May 7, 2024

User Behavior Analytics: Why False Positives are NOT the Problem

4

The axiom “garbage in, garbage out” has been around since the early days of computer science and remains apropos today to the data associated with user behavior analytics and insider risk management (IRM).

During a recent Conversations from the Inside (CFTI) episodeMohan Koo, DTEX President and Co-Founder, spoke about how organizations are often quick to blame the tools for not living up to expectations. By and large, the real issue isn’t the tech or the analytics, he said, but the mismatch between the questions being asked against the data being questioned.

During that same episode of CFTI, Howard Holton, GigaOm CTO, discussed the fundamental importance of having the right data to begin with. He reflected on the evolution of UEBA, highlighting the shift away from “hoovering” up as much data as possible, throwing it in a data lake and running analytics over the top.

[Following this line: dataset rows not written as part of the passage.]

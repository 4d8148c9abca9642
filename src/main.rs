use std::sync::Arc;

use anyhow::Context;
use tracing::{error, info};

mod catalog;
mod config;
mod cors;
mod error;
mod handlers;
mod models;
mod router;
mod seed;

use crate::catalog::Catalog;
use crate::config::Config;

/// Handed to every handler; cloning only bumps the catalog's reference count.
#[derive(Clone)]
pub struct AppState {
    pub catalog: Arc<Catalog>,
}

#[tokio::main]
async fn main() -> anyhow::Result<()> {
    // Load .env if present
    dotenv::dotenv().ok();

    // Structured logging
    tracing_subscriber::fmt()
        .with_env_filter(
            tracing_subscriber::EnvFilter::try_from_default_env()
                .unwrap_or_else(|_| tracing_subscriber::EnvFilter::new("info,catalog_service=debug")),
        )
        .with_target(false)
        .compact()
        .init();

    let config = Config::from_env()?;

    info!("╔══════════════════════════════════════╗");
    info!("║  Catalog Service  · Rust + Axum      ║");
    info!("╚══════════════════════════════════════╝");

    let catalog = Catalog::seeded(&config.image_base_url())
        .context("failed to build product catalog")?;

    let state = AppState {
        catalog: Arc::new(catalog),
    };

    let app = router::build_router(state, &config.asset_dir);

    let addr = config.listen_addr();
    let listener = match tokio::net::TcpListener::bind(&addr).await {
        Ok(listener) => listener,
        Err(err) => {
            error!(addr = %addr, error = %err, "Failed to bind listener");
            return Err(err).with_context(|| format!("failed to bind {}", addr));
        }
    };

    info!("Listening on http://{}", addr);
    info!(asset_dir = %config.asset_dir, "Serving static assets");

    axum::serve(listener, app).await?;

    Ok(())
}
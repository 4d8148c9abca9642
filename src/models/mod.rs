pub mod product;
pub mod submission;

pub use product::Product;
pub use submission::Submission;
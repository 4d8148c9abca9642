use std::path::Path;

use axum::{
    extract::{DefaultBodyLimit, OriginalUri},
    middleware,
    routing::{get, post},
    Router,
};
use tower_http::{services::ServeDir, trace::TraceLayer};

use crate::{cors, error::AppError, handlers, AppState};

/// Routes under `/api`. The sub-router owns its fallback, so an unknown
/// `/api/*` path is a 404 here and never falls through to the asset server.
fn api_routes() -> Router<AppState> {
    Router::new()
        .route("/health", get(handlers::health))
        .route("/products", get(handlers::products::list_products))
        .route("/products/:id", get(handlers::products::get_product))
        // Intake bodies are never rejected, whatever their size
        .route(
            "/orders",
            post(handlers::intake::create_order).layer(DefaultBodyLimit::disable()),
        )
        .route(
            "/contact",
            post(handlers::intake::submit_contact).layer(DefaultBodyLimit::disable()),
        )
        .fallback(api_not_found)
}

async fn api_not_found(OriginalUri(uri): OriginalUri) -> AppError {
    AppError::NotFound(format!("No API route for {}", uri.path()))
}

pub fn build_router(state: AppState, asset_dir: impl AsRef<Path>) -> Router {
    Router::new()
        // ── API ─────────────────────────────────────────────────────────────
        .nest("/api", api_routes())

        // ── Static assets (everything else) ─────────────────────────────────
        .fallback_service(ServeDir::new(asset_dir.as_ref()))

        // ── Middleware ──────────────────────────────────────────────────────
        .layer(TraceLayer::new_for_http())
        .layer(middleware::from_fn(cors::cors))
        .with_state(state)
}
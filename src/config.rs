use anyhow::Context;

#[derive(Debug, Clone)]
pub struct Config {
    pub host: String,
    pub port: u16,
    /// Root directory for the static asset fallback (e.g. `./public/images/x.png`).
    pub asset_dir: String,
    /// Origin clients use to reach this server; product image URLs are built on it.
    pub public_url: String,
}

impl Config {
    pub fn from_env() -> anyhow::Result<Self> {
        Self::from_lookup(|key| std::env::var(key).ok())
    }

    /// Resolve settings from any key lookup; unset keys take the defaults.
    pub fn from_lookup<F>(lookup: F) -> anyhow::Result<Self>
    where
        F: Fn(&str) -> Option<String>,
    {
        let port: u16 = lookup("PORT")
            .unwrap_or_else(|| "8080".to_string())
            .parse()
            .context("PORT must be a valid number")?;
        Ok(Self {
            host: lookup("HOST").unwrap_or_else(|| "0.0.0.0".to_string()),
            port,
            asset_dir: lookup("ASSET_DIR").unwrap_or_else(|| "./public".to_string()),
            public_url: lookup("PUBLIC_URL")
                .unwrap_or_else(|| format!("http://localhost:{}", port)),
        })
    }

    /// Base URL of the `images/` folder under the asset root.
    pub fn image_base_url(&self) -> String {
        format!("{}/images", self.public_url.trim_end_matches('/'))
    }

    pub fn listen_addr(&self) -> String {
        format!("{}:{}", self.host, self.port)
    }
}
use chrono::NaiveDate;

use crate::catalog::CatalogError;
use crate::models::Product;

/// Row of the literal catalog definition:
/// (id, name, sku, price, qty, image file, category, max qty, dates)
type SeedRow = (
    i64,
    &'static str,
    &'static str,
    f64,
    i64,
    &'static str,
    &'static str,
    i64,
    Option<(&'static str, &'static str)>,
);

#[rustfmt::skip]
static PRODUCTS: &[SeedRow] = &[
    (1, "เครื่องวัดความดัน Omron HEM-7121", "OMR-7121", 2500.0, 8, "omron-hem-7121.jpeg", "เครื่องมือวัดสุขภาพ", 100, None),
    (2, "ปรอทวัดไข้ดิจิตอล Terumo C205", "TRM-C205", 350.0, 120, "terumo-c205.png", "เครื่องมือวัดสุขภาพ", 150, None),
    // qty above maxQty on purpose: the ceiling is advisory
    (3, "เครื่องวัดออกซิเจนปลายนิ้ว Jumper JPD-500D", "JMP-500D", 990.0, 85, "jumper-jpd-500d.png", "เครื่องมือวัดสุขภาพ", 80, None),
    (4, "หน้ากากอนามัย 3M (50 ชิ้น)", "3M-MASK-50", 150.0, 500, "3m-mask.png", "วัสดุสิ้นเปลืองทางการแพทย์", 2000, Some(("2023-01-15", "2026-01-14"))),
    // low stock example
    (5, "เจลแอลกอฮอล์ ศิริบัญชา 450ml", "SRB-GEL-450", 85.0, 25, "siribuncha-gel.png", "ผลิตภัณฑ์ฆ่าเชื้อ", 300, Some(("2023-06-20", "2025-06-19"))),
    (6, "ชุดตรวจ ATK Gica (Nasal)", "GICA-ATK-N", 45.0, 1000, "atk-gica.png", "ชุดตรวจวินิจฉัย", 1000, Some(("2023-09-01", "2025-08-31"))),
];

fn parse_date(raw: &str) -> Result<NaiveDate, CatalogError> {
    raw.parse().map_err(|source| CatalogError::InvalidDate {
        value: raw.to_string(),
        source,
    })
}

/// Build the fixed catalog records, in id order. Image URLs are
/// `{image_base_url}/{file}`.
pub fn products(image_base_url: &str) -> Result<Vec<Product>, CatalogError> {
    let base = image_base_url.trim_end_matches('/');
    PRODUCTS
        .iter()
        .map(|&(id, name, sku, price, qty, image, category, max_qty, dates)| -> Result<Product, CatalogError> {
            let (production_date, expiry_date) = match dates {
                Some((produced, expires)) => (Some(parse_date(produced)?), Some(parse_date(expires)?)),
                None => (None, None),
            };
            Ok(Product {
                id,
                name: name.to_string(),
                sku: sku.to_string(),
                price,
                qty,
                image_url: format!("{}/{}", base, image),
                category: category.to_string(),
                max_qty,
                production_date,
                expiry_date,
            })
        })
        .collect()
}
pub mod csv_sink;

pub use csv_sink::CsvSink;

use anyhow::Result;
use async_trait::async_trait;
use tokio::sync::mpsc;
use tracing::debug;

use crate::extract::ProductRecord;

/// Append-only destination for normalized records
#[async_trait]
pub trait RecordSink: Send + Sync {
    async fn write(&mut self, record: &ProductRecord) -> Result<()>;
    async fn flush(&mut self) -> Result<()>;
}

/// Drain the record channel into the sink. A single writer task keeps
/// concurrent producers from interleaving rows; it finishes when every
/// sender has been dropped. Returns the number of records written.
pub async fn run_sink(
    mut sink: Box<dyn RecordSink>,
    mut records: mpsc::Receiver<ProductRecord>,
) -> Result<usize> {
    let mut written = 0usize;

    while let Some(record) = records.recv().await {
        debug!("Writing record: {}", record.url);
        sink.write(&record).await?;
        written += 1;
    }

    sink.flush().await?;

    Ok(written)
}
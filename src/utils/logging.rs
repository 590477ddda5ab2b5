use anyhow::Result;
use tracing_subscriber::{fmt, EnvFilter};
use tracing_subscriber::fmt::format::FmtSpan;
use tracing_subscriber::layer::SubscriberExt;
use tracing_subscriber::util::SubscriberInitExt;
use std::path::PathBuf;
use std::fs;

/// Initialize the logging system
pub fn init_logging(verbose: bool, log_file: Option<PathBuf>) -> Result<()> {
    // Create an environment filter
    let env_filter = if verbose {
        EnvFilter::from_default_env()
            .add_directive("crawler=debug".parse()?)
            .add_directive("warn".parse()?)
    } else {
        EnvFilter::from_default_env()
            .add_directive("crawler=info".parse()?)
            .add_directive("warn".parse()?)
    };

    // Configure the logging format
    let fmt_layer = fmt::layer()
        .with_target(true)
        .with_span_events(FmtSpan::CLOSE);

    // If a log file is specified, create a file logger as well
    if let Some(log_file) = log_file {
        // Create parent directory if necessary
        if let Some(parent) = log_file.parent() {
            fs::create_dir_all(parent)?;
        }

        // Create the file writer
        let file = fs::File::create(log_file)?;
        let file_layer = fmt::layer()
            .with_target(true)
            .with_ansi(false)
            .with_writer(file);

        // Initialize the registry with both loggers
        tracing_subscriber::registry()
            .with(env_filter)
            .with(fmt_layer)
            .with(file_layer)
            .init();
    } else {
        // Just use the standard logger
        tracing_subscriber::registry()
            .with(env_filter)
            .with(fmt_layer)
            .init();
    }

    Ok(())
}

/// Create a default log file path
pub fn default_log_file() -> PathBuf {
    let mut path = if let Some(proj_dirs) = directories::ProjectDirs::from("com", "catalog-crawler", "catalog-crawler") {
        proj_dirs.data_dir().to_path_buf()
    } else {
        PathBuf::from("./logs")
    };

    path.push("crawler.log");
    path
}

Focusing on more data collection without any explicit understanding of its connection to delivering meaningful outcomes and expecting it to sing is asinine. What results is a mountain of false positives and analysts suffering from “alert fatigue.”

Unfortunately, it took years for organizations to realize that this approach was the failure, and not the mountain of false positives. The answers being sought weren’t being asked of the right data, and the right data wasn’t in the data lake to produce the answers.

“Flip the tables”

Koo observed that what needs to happen (and readers should take this as a recommendation) is to be “laser focused on a very few use cases that need solving that aren’t solvable today.” It is important not to try and boil the ocean, but rather focus on a very small, finite number of use cases that need solving.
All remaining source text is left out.